PDF(Pubmed)
Abstract:
Salivary proteins from mosquitoes have received significant attention lately due to their potential to develop therapeutic treatments or vaccines for mosquito-borne diseases. Here, we report the characterization of LTRIN (lymphotoxin beta receptor inhibitor), a salivary protein known to enhance the pathogenicity of ZIKV by interrupting the LTβR-initiated NF-κB signaling pathway and, therefore, diminish the immune responses. We demonstrated that the truncated C-terminal LTRIN (ΔLTRIN) is a dimeric protein with a stable alpha helix-dominant secondary structure, which possibly aids in withstanding the temperature fluctuations during blood-feeding events. ΔLTRIN possesses two Ca2+ binding EF-hand domains, with the second EF-hand motif playing a more significant role in interacting with LTβR. Additionally, we mapped the primary binding regions of ΔLTRIN on LTβR using hydrogen-deuterium exchange mass spectrometry (HDX-MS) and identified that 91QEKAHIAEHMDVPIDTSKMSEQELQFHY118 from the N-terminal of ΔLTRIN is the major interacting region. Together, our studies provide insight into the recognition of LTRIN by LTβR. This finding may aid in a future therapeutic and transmission-blocking vaccine development against ZIKV.
摘要:
来自蚊子的唾液蛋白由于其开发针对蚊子传播疾病的治疗性治疗或疫苗的潜力而最近受到了极大的关注。
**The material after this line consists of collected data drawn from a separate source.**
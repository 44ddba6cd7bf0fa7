// In-memory scene used by the core integration tests.

#![allow(dead_code)]

use folio_core::{Property, Rect, Scene, TargetId};
use std::cell::Cell;
use std::collections::HashMap;

#[derive(Default)]
pub struct MemoryScene {
    pub rects: HashMap<TargetId, Rect>,
    pub values: HashMap<(TargetId, Property), f32>,
    pub text: HashMap<TargetId, String>,
    pub classes: HashMap<(TargetId, String), bool>,
    pub styles: HashMap<(TargetId, String), String>,
    pub page_scroll: f64,
    /// Every property write, in order.
    pub writes: Vec<(TargetId, Property, f32)>,
    pub geometry_reads: Cell<usize>,
}

impl MemoryScene {
    pub fn new() -> Self {
        Self::default()
    }

    pub fn with_target(mut self, id: u32, rect: Rect) -> Self {
        self.rects.insert(TargetId(id), rect);
        self
    }

    pub fn add(&mut self, id: u32, top: f64, height: f64) -> TargetId {
        let target = TargetId(id);
        self.rects.insert(target, Rect::new(top, 0.0, 100.0, height));
        target
    }

    pub fn value(&self, target: TargetId, property: Property) -> Option<f32> {
        self.values.get(&(target, property)).copied()
    }

    pub fn writes_to(&self, target: TargetId, property: Property) -> Vec<f32> {
        self.writes
            .iter()
            .filter(|(t, p, _)| *t == target && *p == property)
            .map(|(_, _, v)| *v)
            .collect()
    }

    pub fn has_class(&self, target: TargetId, class: &str) -> bool {
        self.classes
            .get(&(target, class.to_string()))
            .copied()
            .unwrap_or(false)
    }
}

impl Scene for MemoryScene {
    fn bounding_box(&self, target: TargetId) -> Option<Rect> {
        self.geometry_reads.set(self.geometry_reads.get() + 1);
        self.rects.get(&target).copied()
    }

    fn property(&self, target: TargetId, property: Property) -> Option<f32> {
        self.values.get(&(target, property)).copied()
    }

    fn set_property(&mut self, target: TargetId, property: Property, value: f32) -> bool {
        if !self.rects.contains_key(&target) {
            return false;
        }
        self.values.insert((target, property), value);
        self.writes.push((target, property, value));
        true
    }

    fn set_text(&mut self, target: TargetId, text: &str) -> bool {
        if !self.rects.contains_key(&target) {
            return false;
        }
        self.text.insert(target, text.to_string());
        true
    }

    fn set_class(&mut self, target: TargetId, class: &str, on: bool) -> bool {
        if !self.rects.contains_key(&target) {
            return false;
        }
        self.classes.insert((target, class.to_string()), on);
        true
    }

    fn set_style(&mut self, target: TargetId, name: &str, value: &str) -> bool {
        if !self.rects.contains_key(&target) {
            return false;
        }
        self.styles
            .insert((target, name.to_string()), value.to_string());
        true
    }

    fn set_page_scroll(&mut self, y: f64) {
        self.page_scroll = y;
    }
}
这里,我们报道了LTRIN(淋巴毒素β受体抑制剂)的特征,一种已知通过中断LTβR启动的NF-κB信号通路来增强ZIKV致病性的唾液蛋白,因此,减少免疫反应。我们证明了截短的C端LTRIN(ΔLTRIN)是具有稳定的α螺旋显性二级结构的二聚体蛋白,这可能有助于在血液喂养事件期间承受温度波动。ΔLTRIN具有两个Ca2结合EF-手结构域,第二EF手基序在与LTβR的相互作用中起着更重要的作用。此外,我们使用氢-氘交换质谱(HDX-MS)将ΔLTRIN的主要结合区域映射到LTβR上,并确定ΔLTRINN端的91QEKAHIAEHMDVPIDTSKMSEQELQFHY118是主要的相互作用区域。一起,我们的研究提供了对LTR识别LTRIN的见解。这一发现可能有助于未来针对ZIKV的治疗和传播阻断疫苗的开发。